Hopefully you haven't remortgaged since you bought it then, since the redemption penalty if often 3% in first year decreasing by 1% per year.

4 Bedroom house doesn't mean a lot to me, I like to talk about square feet / square meters. However assuming that the square footage is say 2000 square feet or more (I pick this figure since this is what I consider a 4 bedroom family house should be at a minimum) It might be worth considering if you could rent it out, you could possibly remortgage in onto a BTL loan and get some of the equity out which would provide both of you with the capital to move on and still be able to retain the asset and rent it out. Or ask the lender for permission to let. Potentially consider different form of rentals such as renting to multiple tenants, since this can increase the yield. A 4 bed house with (2 - 3 reception rooms) could potentially be rented as a 6 bedroom house. In fact the council would probably allow more since when I have asked about housing asylum seekers they were happy for them to live in bunk beds and be provided a simple meal such as rice and pasta for extra income.

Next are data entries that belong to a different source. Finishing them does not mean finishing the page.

// extensions/tween.rs
//
// Tween records: plain data describing one animated property set.
// A tween never touches the stage itself; the timeline reads start values
// and writes eased values through a `TimelineHost`.
//
// Usage:
//   let tween = Tween::new(TweenTarget::Camera, 0.6, Easing::CubicIn)
//       .to(Property::PositionZ, 5.0)
//       .rendering();

use serde::Serialize;
use crate::page::element::ElementId;
use super::easing::{Easing, ease};

/// What object a tween animates.
#[derive(Debug, Clone, Copy, PartialEq, Eq, Hash, Serialize)]
pub enum TweenTarget {
    /// The landing circle mesh.
    Circle,
    /// The "enter" text sprite.
    Label,
    /// The perspective camera.
    Camera,
    /// A page element (inline style overrides).
    Element(ElementId),
}

/// Which numeric property of the target is animated.
#[derive(Debug, Clone, Copy, PartialEq, Eq, Hash, Serialize)]
pub enum Property {
    ScaleX,
    ScaleY,
    ScaleZ,
    PositionY,
    PositionZ,
    Opacity,
    /// Fixed-position `top`, in CSS pixels.
    Top,
    /// Fixed-position `left`, in CSS pixels.
    Left,
    /// `transform: translateX`, in CSS pixels.
    TranslateX,
    /// `transform: translateY`, in CSS pixels.
    TranslateY,
}

/// A single tween: animate `values` on `target` over `duration` seconds.
///
/// `C` is the cue type fired on completion; it is chosen by whoever builds
/// the timeline.
#[derive(Debug, Clone)]
pub struct Tween<C> {
    /// What to animate.
    pub target: TweenTarget,
    /// Destination values, applied in order.
    pub values: Vec<(Property, f32)>,
    /// Duration in seconds.
    pub duration: f32,
    /// Easing function.
    pub easing: Easing,
    /// Ask the host for a redraw on every update.
    pub render_on_update: bool,
    /// Optional cue fired once when the tween completes.
    pub on_complete: Option<C>,
}

impl<C: Copy> Tween<C> {
    pub fn new(target: TweenTarget, duration: f32, easing: Easing) -> Self {
        Self {
            target,
            values: Vec::with_capacity(3),
            duration,
            easing,
            render_on_update: false,
            on_complete: None,
        }
    }

    // -- Builder methods --

    /// Add a destination value for `prop`.
    pub fn to(mut self, prop: Property, value: f32) -> Self {
        self.values.push((prop, value));
        self
    }

    pub fn rendering(mut self) -> Self {
        self.render_on_update = true;
        self
    }

    pub fn with_on_complete(mut self, cue: C) -> Self {
        self.on_complete = Some(cue);
        self
    }

    /// Slack when deciding a tween has reached its end. Offsets and durations
    /// are authored in decimal seconds that f32 cannot represent exactly.
    pub const END_EPSILON: f32 = 1e-4;

    /// Normalized progress [0, 1] after `local` seconds.
    pub fn progress(&self, local: f32) -> f32 {
        if self.duration <= 0.0 || local >= self.duration - Self::END_EPSILON {
            1.0
        } else {
            (local / self.duration).clamp(0.0, 1.0)
        }
    }

    /// Eased value of the `index`-th property at progress `t`.
    pub fn sample(&self, index: usize, from: f32, t: f32) -> f32 {
        ease(from, self.values[index].1, t, self.easing)
    }

    /// Destination value for `prop`, if this tween animates it.
    pub fn target_value(&self, prop: Property) -> Option<f32> {
        self.values.iter().find(|(p, _)| *p == prop).map(|(_, v)| *v)
    }
}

Things might have moved on a little since then but I doubt it and the 6 room scenario is no different to how many of the working poor live. Note I have never housed asylum seekers and instead focus on young professionals, I'm merely presenting some options you might not have considered.
 

hop

Well-Known Forumite
Regarding Stamp Duty, didn't the system change... last year I think? I believe it's marginal now, meaning £251,000 isn't going to be the leap in stamp duty over £250,000 that it was when you bought the place, so you shouldn't be tied to that price point.

Yes it is now incremental and works the same way as income tax in that you pay the higher rate on the amount you cross the threshold, unless it is a second home or BTL in which case 3% extra is added on to all bands. But most people in and around Stafford will pay very little stamp duty, it's basically a tax on the South East.